Data records
━━━━━━━━━━

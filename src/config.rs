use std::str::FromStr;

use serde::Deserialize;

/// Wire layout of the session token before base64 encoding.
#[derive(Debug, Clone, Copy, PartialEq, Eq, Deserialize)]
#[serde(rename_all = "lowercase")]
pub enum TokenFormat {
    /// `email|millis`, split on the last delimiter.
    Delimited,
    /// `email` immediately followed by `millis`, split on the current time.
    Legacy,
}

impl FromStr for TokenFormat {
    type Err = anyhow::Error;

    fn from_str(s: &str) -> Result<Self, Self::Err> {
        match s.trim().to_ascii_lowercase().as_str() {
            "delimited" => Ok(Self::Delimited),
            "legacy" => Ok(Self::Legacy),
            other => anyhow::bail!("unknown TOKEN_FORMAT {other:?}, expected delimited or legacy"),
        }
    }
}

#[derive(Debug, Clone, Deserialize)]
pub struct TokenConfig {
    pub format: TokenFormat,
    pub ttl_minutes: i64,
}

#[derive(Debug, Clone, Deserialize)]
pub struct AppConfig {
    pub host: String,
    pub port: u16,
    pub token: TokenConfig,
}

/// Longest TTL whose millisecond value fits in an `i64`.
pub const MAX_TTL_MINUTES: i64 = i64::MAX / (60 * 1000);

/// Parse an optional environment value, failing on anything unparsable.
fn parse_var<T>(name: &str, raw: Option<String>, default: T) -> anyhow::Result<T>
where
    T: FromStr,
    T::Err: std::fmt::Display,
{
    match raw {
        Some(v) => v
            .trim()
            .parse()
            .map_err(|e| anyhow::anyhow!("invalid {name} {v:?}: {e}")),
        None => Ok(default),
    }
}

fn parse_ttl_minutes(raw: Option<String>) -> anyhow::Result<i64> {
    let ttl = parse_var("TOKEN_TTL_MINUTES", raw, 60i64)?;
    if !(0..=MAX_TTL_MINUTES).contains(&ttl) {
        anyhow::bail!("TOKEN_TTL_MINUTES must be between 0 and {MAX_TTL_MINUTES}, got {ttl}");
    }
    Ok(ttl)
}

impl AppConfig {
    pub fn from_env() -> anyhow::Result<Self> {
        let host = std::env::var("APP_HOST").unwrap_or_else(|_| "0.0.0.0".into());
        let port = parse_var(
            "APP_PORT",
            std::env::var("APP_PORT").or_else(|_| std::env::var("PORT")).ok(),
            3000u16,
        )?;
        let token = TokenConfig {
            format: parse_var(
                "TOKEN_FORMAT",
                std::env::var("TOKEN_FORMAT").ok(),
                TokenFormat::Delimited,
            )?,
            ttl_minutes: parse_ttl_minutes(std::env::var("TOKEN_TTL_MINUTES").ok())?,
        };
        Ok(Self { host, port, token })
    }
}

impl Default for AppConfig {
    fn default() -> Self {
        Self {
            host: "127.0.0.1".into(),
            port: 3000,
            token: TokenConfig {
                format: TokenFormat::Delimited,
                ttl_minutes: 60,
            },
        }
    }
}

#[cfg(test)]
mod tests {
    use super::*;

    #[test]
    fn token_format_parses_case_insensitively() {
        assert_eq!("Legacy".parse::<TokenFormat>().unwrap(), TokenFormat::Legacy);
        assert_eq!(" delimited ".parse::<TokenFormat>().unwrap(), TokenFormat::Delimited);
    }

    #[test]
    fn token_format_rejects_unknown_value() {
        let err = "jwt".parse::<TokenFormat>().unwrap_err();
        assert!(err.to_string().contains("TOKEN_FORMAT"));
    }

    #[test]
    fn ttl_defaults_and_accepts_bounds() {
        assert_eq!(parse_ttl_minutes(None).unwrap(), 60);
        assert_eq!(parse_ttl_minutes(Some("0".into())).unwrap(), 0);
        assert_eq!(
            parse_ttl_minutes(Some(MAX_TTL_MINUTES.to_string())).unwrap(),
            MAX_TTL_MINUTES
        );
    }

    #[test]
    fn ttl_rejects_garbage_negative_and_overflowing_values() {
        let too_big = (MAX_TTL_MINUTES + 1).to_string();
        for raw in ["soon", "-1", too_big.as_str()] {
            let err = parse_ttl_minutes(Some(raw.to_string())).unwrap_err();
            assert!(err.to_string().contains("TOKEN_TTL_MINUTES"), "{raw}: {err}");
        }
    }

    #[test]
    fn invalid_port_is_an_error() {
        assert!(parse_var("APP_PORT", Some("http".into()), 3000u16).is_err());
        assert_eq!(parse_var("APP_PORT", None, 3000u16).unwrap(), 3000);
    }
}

━━━━━━━━━━

Write out each line above that contains the word "TokenFormat".

pub enum TokenFormat {
impl FromStr for TokenFormat {
    pub format: TokenFormat,
                TokenFormat::Delimited,
                format: TokenFormat::Delimited,
        assert_eq!("Legacy".parse::<TokenFormat>().unwrap(), TokenFormat::Legacy);
        assert_eq!(" delimited ".parse::<TokenFormat>().unwrap(), TokenFormat::Delimited);
        let err = "jwt".parse::<TokenFormat>().unwrap_err();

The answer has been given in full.